BRIEF>
A single number is the answer: how many lines of the data hold "CheckCommand"?
Segment Start: EXTRACTED ENTRIES
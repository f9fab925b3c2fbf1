//! TypeScript listing generation.

use std::fmt::Write as _;

use anyhow::{Result, bail};

use crate::core::CountryRecord;

const LISTING_HEADER: &str = "\
export interface Country {
  name: string;
  code: string;
  min: number;
  max: number;
  flag: string;
}

export const countries: Country[] = [
";

const LISTING_FOOTER: &str = "];\n";

/// Render records as a TypeScript `countries` array with a flag on every entry.
///
/// Flags come from the records themselves. A record without one is an error,
/// since the generated interface declares `flag` as required.
pub fn render_listing(records: &[CountryRecord]) -> Result<String> {
    let mut out = String::from(LISTING_HEADER);

    for record in records {
        let Some(flag) = record.flag.as_deref() else {
            bail!("Country '{}' has no flag", record.name);
        };
        // Writing into a String cannot fail.
        let _ = writeln!(
            out,
            "  {{ name: \"{}\", code: \"{}\", min: {}, max: {}, flag: \"{}\" }},",
            record.name, record.code, record.min, record.max, flag
        );
    }

    out.push_str(LISTING_FOOTER);
    Ok(out)
}
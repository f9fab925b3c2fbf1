use std::path::Path;

use anyhow::Result;

use super::{CheckSummary, CommandResult, CommandSummary, helper::load_inputs};
use crate::cli::CheckCommand;

/// Extract and reconcile without writing output.
pub fn check(root: &Path, cmd: CheckCommand) -> Result<CommandResult> {
    let (ctx, vocabularies) = load_inputs(root, &cmd.common)?;

    Ok(CommandResult {
        summary: CommandSummary::Check(CheckSummary {
            reconciliation: ctx.reconcile(&vocabularies),
        }),
        exit_on_missing: true,
    })
}
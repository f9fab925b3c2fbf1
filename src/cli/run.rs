use std::{env, fs, path::Path};

use anyhow::{Context, Result, bail};

use super::{
    args::{Arguments, Command},
    commands::{CommandResult, CommandSummary, InitSummary, check::check, sync::sync},
};
use crate::config::{CONFIG_FILE_NAME, default_config_json};

/// Dispatch to the handler for the parsed command.
///
/// Runs `sync` when no subcommand was given.
pub fn run(args: Arguments) -> Result<CommandResult> {
    let root = env::current_dir().context("Failed to determine working directory")?;

    match args.command_or_default() {
        Command::Sync(cmd) => sync(&root, cmd),
        Command::Check(cmd) => check(&root, cmd),
        Command::Init => {
            init(&root)?;
            Ok(CommandResult {
                summary: CommandSummary::Init(InitSummary { created: true }),
                exit_on_missing: false,
            })
        }
    }
}

fn init(root: &Path) -> Result<()> {
    let config_path = root.join(CONFIG_FILE_NAME);
    if config_path.exists() {
        bail!("{} already exists", CONFIG_FILE_NAME);
    }

    fs::write(&config_path, default_config_json()?)
        .with_context(|| format!("Failed to write file: {}", config_path.display()))?;
    Ok(())
}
Segment End: EXTRACTED ENTRIES
YOUR SOLUTION>
2